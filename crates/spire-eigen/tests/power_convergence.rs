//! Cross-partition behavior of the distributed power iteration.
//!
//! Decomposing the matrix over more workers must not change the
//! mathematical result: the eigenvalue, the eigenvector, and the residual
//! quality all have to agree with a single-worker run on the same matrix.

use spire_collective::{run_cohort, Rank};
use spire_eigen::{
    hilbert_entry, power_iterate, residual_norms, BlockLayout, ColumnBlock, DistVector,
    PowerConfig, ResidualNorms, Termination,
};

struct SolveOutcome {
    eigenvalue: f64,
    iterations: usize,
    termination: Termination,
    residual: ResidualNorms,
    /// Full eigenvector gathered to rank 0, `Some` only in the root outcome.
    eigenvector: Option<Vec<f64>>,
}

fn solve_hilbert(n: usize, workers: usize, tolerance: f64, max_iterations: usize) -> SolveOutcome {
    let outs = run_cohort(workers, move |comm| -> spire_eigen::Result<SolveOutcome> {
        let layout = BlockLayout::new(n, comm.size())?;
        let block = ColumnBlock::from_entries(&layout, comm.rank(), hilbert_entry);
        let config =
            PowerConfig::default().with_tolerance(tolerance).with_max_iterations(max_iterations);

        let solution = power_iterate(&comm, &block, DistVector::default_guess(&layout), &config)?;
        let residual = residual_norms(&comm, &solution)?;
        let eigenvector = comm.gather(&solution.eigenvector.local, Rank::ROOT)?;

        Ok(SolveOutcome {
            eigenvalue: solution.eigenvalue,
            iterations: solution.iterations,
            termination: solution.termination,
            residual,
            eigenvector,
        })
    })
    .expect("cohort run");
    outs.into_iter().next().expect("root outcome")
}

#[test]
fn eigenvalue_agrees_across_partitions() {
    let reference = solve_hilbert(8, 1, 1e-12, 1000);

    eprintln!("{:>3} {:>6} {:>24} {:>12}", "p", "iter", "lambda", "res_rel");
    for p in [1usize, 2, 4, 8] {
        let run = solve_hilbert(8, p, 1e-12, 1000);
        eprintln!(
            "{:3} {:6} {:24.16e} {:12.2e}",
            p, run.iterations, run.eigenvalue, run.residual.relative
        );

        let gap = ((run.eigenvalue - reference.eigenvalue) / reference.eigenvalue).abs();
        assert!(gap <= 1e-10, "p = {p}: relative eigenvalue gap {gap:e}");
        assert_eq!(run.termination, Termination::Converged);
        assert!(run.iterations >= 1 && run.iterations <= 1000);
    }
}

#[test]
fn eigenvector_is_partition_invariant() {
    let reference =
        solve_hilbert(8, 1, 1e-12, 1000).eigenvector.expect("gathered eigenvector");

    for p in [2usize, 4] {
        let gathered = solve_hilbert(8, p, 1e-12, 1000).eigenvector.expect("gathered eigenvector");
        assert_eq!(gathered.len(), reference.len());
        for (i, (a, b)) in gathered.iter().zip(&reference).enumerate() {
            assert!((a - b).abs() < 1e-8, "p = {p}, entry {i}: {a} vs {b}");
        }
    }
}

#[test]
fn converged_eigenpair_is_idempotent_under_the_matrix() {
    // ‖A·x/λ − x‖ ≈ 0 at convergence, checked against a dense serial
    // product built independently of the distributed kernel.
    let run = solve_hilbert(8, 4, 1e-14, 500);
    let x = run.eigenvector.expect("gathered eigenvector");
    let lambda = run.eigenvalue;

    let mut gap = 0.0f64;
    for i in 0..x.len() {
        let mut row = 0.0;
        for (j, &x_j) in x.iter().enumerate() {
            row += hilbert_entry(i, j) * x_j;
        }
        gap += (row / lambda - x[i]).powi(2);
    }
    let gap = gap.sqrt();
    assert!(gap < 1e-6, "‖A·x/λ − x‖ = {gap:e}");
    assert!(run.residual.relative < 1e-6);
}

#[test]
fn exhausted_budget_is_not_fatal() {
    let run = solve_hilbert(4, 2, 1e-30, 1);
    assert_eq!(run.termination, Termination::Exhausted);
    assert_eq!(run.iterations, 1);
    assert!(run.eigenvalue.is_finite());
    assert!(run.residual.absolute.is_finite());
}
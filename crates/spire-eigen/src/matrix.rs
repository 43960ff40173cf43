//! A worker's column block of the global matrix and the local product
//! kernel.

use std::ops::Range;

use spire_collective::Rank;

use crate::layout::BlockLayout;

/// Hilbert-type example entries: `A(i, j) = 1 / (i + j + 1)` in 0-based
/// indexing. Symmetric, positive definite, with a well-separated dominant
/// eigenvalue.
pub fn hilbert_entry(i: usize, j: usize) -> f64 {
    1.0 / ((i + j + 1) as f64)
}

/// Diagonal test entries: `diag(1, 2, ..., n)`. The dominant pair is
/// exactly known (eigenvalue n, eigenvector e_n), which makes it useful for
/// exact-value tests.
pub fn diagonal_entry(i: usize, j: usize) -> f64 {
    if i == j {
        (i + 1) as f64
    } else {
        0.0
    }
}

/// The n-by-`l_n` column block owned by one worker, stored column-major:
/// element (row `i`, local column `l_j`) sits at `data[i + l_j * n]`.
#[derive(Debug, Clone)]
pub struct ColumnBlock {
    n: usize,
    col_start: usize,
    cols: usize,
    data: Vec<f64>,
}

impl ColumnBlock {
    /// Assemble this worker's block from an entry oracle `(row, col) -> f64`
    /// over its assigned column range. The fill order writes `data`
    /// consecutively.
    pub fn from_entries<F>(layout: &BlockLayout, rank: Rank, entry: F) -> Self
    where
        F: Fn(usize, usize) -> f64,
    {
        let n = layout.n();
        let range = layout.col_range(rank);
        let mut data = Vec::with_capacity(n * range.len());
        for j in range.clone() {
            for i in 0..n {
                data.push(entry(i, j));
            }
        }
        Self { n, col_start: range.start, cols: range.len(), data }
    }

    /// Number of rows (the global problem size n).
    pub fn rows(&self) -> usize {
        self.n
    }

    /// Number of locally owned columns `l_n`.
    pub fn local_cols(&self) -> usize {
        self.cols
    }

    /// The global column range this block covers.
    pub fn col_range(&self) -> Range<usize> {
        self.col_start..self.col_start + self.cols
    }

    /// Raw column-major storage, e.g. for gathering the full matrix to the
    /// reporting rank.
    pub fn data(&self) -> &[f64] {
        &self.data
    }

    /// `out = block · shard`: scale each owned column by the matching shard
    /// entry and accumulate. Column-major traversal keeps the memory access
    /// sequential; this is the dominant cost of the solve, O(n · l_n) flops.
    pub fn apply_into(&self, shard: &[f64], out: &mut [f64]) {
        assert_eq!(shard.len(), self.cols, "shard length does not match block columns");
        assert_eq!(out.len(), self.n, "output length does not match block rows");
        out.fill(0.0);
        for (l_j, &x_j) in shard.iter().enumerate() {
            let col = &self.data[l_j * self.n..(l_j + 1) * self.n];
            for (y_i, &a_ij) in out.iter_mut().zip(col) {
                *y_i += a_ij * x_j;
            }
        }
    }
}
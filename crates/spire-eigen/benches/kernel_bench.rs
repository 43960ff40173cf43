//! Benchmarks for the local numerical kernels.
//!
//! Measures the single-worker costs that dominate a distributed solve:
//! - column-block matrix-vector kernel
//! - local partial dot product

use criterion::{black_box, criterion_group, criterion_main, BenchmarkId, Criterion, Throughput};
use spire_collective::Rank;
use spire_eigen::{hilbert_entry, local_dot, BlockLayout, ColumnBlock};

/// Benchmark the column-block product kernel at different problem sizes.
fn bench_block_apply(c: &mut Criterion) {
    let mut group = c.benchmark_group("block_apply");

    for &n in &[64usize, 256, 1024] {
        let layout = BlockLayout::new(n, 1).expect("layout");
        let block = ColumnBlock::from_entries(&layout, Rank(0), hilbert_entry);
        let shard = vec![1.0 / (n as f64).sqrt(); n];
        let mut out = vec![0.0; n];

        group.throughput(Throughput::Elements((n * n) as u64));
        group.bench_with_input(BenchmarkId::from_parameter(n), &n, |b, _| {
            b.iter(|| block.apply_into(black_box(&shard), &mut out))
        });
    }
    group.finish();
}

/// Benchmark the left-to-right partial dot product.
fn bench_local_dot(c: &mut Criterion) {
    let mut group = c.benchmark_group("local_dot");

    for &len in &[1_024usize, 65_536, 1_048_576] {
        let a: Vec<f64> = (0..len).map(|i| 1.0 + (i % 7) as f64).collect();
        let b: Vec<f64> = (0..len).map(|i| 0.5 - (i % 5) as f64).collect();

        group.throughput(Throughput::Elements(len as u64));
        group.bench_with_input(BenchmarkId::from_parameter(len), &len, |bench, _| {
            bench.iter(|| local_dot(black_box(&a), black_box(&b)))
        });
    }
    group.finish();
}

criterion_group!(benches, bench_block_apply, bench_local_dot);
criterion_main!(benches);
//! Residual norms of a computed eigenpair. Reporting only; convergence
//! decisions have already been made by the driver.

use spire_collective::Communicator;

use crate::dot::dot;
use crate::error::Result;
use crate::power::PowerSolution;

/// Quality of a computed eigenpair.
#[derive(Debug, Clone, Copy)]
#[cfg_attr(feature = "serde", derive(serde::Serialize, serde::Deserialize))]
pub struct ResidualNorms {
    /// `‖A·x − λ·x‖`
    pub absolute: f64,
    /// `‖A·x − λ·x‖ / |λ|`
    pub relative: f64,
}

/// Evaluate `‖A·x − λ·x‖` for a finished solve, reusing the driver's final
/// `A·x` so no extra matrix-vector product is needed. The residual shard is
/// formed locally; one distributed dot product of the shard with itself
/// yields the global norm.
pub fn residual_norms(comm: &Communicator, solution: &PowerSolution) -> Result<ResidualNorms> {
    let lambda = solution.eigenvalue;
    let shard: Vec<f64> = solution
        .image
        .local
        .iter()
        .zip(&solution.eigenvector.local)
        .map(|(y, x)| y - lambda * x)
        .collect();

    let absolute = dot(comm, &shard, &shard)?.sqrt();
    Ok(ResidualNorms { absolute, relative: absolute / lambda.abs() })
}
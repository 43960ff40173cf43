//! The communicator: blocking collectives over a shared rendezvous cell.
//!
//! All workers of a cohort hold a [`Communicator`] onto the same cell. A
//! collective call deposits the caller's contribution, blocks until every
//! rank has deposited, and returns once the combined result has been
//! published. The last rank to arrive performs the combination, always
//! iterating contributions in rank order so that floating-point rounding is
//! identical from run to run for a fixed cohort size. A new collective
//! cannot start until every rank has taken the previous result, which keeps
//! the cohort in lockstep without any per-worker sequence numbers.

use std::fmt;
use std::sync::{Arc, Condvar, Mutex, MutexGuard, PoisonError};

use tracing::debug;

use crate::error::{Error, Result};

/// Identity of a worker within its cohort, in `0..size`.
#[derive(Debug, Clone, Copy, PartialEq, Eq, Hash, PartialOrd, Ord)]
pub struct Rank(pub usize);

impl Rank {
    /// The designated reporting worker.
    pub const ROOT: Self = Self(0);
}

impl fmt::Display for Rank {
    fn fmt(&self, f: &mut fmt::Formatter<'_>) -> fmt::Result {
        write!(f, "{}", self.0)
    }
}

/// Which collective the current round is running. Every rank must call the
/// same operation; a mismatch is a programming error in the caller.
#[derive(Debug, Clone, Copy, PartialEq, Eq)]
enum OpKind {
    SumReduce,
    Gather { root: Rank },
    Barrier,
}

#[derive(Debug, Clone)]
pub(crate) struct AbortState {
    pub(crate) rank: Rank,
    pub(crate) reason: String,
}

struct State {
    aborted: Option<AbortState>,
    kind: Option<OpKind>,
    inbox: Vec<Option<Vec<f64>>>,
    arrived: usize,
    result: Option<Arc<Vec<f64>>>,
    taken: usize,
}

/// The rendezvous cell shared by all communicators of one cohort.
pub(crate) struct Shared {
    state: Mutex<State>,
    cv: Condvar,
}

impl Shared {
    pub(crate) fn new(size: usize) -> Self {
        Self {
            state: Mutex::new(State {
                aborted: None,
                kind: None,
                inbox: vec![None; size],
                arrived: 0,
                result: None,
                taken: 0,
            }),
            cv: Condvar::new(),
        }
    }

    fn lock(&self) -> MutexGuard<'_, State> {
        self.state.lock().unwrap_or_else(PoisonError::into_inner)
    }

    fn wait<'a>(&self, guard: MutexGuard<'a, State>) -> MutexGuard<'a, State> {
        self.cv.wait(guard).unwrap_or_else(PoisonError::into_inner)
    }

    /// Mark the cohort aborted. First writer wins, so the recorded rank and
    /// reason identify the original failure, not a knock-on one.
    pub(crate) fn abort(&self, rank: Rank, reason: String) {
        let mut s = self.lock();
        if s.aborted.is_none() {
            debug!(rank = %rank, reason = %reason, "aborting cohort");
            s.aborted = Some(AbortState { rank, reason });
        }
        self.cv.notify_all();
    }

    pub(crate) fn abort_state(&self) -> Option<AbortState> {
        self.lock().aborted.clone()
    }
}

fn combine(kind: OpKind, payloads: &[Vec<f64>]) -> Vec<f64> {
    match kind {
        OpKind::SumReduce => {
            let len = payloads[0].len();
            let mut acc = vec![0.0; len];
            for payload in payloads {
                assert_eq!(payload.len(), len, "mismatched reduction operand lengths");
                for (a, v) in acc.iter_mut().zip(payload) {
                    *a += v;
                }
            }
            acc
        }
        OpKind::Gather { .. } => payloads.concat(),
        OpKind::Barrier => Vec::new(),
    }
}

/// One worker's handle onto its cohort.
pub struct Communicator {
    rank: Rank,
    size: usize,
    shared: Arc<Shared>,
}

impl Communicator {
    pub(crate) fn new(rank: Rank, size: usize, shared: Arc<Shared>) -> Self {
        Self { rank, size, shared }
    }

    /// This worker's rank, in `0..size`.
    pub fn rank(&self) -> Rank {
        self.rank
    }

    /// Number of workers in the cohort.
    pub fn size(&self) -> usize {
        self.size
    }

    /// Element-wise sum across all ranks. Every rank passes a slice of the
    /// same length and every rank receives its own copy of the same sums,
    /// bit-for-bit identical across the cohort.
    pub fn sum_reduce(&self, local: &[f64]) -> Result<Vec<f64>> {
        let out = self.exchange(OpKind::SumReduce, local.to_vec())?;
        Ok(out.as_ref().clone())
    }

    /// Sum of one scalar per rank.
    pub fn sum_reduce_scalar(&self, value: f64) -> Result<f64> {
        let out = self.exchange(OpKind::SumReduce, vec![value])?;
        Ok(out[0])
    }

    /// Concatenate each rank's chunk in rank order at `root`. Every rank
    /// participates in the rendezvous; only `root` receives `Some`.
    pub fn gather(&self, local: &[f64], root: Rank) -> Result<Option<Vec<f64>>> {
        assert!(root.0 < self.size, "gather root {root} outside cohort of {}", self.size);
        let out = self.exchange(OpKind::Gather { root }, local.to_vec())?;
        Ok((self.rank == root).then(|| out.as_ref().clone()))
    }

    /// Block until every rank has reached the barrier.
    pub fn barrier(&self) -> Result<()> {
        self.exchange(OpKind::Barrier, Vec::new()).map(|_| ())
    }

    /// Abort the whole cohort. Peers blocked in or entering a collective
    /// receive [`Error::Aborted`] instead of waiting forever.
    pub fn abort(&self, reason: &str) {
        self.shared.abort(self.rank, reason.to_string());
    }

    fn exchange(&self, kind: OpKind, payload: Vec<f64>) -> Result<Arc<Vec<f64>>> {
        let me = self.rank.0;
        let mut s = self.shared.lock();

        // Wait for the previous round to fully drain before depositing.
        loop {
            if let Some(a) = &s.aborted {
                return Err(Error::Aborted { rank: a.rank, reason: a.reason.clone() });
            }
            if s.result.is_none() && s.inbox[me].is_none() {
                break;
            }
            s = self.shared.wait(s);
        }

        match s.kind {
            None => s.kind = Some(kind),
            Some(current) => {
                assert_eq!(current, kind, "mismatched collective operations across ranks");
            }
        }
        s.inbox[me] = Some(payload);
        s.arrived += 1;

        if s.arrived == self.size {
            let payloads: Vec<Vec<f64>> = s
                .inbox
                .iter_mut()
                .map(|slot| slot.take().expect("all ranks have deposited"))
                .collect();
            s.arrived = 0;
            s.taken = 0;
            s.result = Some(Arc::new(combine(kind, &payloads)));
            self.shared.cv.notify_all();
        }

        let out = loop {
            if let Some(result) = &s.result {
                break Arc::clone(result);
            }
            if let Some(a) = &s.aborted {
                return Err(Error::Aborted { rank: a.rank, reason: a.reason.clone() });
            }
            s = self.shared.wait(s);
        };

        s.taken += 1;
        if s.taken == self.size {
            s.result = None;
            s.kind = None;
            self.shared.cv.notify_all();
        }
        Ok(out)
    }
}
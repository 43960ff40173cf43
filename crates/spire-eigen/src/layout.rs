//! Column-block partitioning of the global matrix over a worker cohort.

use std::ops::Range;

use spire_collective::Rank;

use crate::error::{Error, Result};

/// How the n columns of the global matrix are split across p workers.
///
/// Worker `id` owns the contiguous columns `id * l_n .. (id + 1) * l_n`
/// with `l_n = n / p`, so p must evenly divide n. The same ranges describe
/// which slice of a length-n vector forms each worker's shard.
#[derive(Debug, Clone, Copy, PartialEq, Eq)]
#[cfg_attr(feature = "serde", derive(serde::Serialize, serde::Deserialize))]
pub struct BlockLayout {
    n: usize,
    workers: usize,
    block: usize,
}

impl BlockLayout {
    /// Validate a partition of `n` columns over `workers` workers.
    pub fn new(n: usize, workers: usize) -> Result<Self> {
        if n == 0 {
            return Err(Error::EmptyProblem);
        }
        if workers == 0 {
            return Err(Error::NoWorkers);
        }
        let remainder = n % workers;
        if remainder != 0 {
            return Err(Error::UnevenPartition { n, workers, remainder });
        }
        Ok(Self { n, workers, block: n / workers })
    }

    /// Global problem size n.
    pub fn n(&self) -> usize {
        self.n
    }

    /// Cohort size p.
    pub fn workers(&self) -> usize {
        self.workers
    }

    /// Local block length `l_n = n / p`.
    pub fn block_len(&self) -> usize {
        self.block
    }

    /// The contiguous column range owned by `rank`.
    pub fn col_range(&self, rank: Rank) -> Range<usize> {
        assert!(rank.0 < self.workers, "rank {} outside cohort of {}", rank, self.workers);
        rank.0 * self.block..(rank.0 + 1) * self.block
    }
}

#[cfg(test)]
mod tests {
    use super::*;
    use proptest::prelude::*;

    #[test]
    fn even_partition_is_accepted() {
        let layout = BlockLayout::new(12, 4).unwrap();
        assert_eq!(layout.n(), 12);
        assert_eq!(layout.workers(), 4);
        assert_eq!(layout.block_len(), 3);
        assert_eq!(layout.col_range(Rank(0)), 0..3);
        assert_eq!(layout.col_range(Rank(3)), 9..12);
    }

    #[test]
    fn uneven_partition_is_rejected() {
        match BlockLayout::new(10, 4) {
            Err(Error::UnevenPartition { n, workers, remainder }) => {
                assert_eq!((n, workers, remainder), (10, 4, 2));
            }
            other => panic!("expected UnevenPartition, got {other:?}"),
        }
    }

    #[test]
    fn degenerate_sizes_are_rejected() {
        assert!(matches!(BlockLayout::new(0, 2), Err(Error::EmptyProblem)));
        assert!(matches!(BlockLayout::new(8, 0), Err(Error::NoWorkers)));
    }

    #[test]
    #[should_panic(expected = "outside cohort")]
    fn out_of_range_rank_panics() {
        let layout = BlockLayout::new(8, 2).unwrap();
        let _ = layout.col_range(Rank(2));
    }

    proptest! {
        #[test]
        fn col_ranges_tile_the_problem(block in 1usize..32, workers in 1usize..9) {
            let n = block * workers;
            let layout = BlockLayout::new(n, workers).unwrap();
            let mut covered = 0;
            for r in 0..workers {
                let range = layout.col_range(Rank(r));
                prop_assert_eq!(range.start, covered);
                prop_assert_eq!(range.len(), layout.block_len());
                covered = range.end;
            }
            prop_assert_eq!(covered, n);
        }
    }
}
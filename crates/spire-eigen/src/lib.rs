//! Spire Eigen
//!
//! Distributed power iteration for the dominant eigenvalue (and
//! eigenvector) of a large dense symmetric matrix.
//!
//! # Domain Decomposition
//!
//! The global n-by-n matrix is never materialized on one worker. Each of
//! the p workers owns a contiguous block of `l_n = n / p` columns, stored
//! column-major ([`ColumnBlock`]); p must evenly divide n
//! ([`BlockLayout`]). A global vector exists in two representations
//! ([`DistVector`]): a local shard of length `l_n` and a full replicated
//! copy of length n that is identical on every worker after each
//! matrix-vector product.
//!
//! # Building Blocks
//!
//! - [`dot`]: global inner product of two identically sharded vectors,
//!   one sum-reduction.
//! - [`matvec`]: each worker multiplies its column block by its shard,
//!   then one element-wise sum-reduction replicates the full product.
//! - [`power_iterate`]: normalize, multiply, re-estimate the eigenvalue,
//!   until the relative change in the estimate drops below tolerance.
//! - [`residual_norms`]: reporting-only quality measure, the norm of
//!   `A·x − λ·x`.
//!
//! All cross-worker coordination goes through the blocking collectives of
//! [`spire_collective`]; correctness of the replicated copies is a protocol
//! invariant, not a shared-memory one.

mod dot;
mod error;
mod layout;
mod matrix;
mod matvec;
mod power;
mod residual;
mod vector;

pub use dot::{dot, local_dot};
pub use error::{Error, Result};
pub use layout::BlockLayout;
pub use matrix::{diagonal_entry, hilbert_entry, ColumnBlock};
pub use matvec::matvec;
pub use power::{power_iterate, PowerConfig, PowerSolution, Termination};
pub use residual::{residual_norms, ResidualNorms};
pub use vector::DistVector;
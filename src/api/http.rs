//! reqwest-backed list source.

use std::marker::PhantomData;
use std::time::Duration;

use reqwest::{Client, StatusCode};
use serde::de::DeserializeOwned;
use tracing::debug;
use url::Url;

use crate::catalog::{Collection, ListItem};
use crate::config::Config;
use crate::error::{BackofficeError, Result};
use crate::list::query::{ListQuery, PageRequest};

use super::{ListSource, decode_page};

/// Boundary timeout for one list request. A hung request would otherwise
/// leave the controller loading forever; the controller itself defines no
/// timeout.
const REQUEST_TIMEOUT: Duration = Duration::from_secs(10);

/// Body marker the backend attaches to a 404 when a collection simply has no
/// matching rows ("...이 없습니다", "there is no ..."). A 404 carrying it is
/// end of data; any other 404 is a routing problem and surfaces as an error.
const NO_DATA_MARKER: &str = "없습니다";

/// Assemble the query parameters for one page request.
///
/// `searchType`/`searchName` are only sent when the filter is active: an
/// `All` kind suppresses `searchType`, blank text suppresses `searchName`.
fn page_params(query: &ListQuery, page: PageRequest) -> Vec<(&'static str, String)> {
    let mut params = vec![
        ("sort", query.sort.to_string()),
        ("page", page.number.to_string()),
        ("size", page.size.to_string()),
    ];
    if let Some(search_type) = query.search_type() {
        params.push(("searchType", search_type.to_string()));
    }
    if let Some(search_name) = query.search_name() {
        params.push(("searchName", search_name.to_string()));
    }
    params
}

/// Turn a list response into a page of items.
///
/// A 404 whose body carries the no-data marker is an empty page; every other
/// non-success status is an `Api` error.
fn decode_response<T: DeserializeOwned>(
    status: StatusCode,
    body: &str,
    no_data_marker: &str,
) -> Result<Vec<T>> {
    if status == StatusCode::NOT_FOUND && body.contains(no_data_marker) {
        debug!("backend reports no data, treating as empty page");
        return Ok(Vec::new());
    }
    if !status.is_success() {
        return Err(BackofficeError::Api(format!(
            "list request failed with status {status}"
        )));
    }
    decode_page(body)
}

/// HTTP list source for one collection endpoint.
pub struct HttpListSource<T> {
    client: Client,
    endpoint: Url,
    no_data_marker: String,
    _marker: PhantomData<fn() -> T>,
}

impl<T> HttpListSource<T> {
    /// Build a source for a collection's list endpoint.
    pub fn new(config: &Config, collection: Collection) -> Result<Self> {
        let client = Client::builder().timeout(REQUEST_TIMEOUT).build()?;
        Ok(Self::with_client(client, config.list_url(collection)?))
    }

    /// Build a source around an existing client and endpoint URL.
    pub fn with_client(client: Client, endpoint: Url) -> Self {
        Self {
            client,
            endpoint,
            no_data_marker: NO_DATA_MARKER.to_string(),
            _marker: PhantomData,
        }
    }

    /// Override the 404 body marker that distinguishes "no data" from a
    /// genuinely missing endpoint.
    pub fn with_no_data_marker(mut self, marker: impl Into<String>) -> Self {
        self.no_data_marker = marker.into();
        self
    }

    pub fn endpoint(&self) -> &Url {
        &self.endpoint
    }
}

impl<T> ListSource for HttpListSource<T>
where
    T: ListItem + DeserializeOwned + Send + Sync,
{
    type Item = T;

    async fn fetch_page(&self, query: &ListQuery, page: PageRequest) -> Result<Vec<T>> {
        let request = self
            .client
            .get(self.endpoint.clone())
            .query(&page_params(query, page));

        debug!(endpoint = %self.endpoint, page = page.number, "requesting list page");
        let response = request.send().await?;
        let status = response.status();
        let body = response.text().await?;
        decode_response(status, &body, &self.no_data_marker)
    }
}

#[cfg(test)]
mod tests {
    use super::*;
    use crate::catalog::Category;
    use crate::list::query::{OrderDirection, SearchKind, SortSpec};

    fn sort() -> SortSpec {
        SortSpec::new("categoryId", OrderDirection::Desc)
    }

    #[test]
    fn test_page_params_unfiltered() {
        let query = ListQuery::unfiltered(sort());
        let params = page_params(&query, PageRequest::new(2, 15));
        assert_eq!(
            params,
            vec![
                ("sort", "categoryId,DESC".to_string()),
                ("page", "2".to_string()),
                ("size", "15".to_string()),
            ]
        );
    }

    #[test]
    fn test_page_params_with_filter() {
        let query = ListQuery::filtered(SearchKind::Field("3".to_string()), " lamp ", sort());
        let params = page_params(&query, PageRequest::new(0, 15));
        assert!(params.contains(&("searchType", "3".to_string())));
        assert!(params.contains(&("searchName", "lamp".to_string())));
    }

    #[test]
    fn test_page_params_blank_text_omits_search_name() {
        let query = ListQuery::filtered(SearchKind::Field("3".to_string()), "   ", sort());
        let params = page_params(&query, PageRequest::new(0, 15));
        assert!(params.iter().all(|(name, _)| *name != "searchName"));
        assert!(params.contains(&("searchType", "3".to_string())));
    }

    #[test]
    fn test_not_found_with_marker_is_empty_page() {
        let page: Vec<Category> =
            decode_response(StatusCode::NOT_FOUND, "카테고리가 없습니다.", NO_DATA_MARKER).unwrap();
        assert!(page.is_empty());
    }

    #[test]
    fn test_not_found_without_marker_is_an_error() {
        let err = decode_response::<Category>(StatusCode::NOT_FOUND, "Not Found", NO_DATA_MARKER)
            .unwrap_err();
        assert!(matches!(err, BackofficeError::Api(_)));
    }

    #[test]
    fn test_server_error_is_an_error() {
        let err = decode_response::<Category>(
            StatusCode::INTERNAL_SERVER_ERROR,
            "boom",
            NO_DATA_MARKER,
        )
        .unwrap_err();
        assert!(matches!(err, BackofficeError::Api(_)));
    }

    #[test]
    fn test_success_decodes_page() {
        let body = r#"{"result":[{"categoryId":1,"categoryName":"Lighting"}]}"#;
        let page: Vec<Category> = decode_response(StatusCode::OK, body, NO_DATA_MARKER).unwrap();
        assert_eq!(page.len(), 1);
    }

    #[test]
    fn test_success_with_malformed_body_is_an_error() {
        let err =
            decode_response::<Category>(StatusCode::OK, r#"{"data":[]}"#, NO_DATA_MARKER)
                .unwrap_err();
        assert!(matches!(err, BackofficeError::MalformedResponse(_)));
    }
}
--- --- ---
ABOUT THIS EXERCISE> Begin at the first line of the material above. Transcribe each line exactly, ending with the line that contains "not change the".

ANSWER TO THIS TASK>
filename crates/spire-eigen/tests/power_convergence.rs
//! Cross-partition behavior of the distributed power iteration.
//!
//! Decomposing the matrix over more workers must not change the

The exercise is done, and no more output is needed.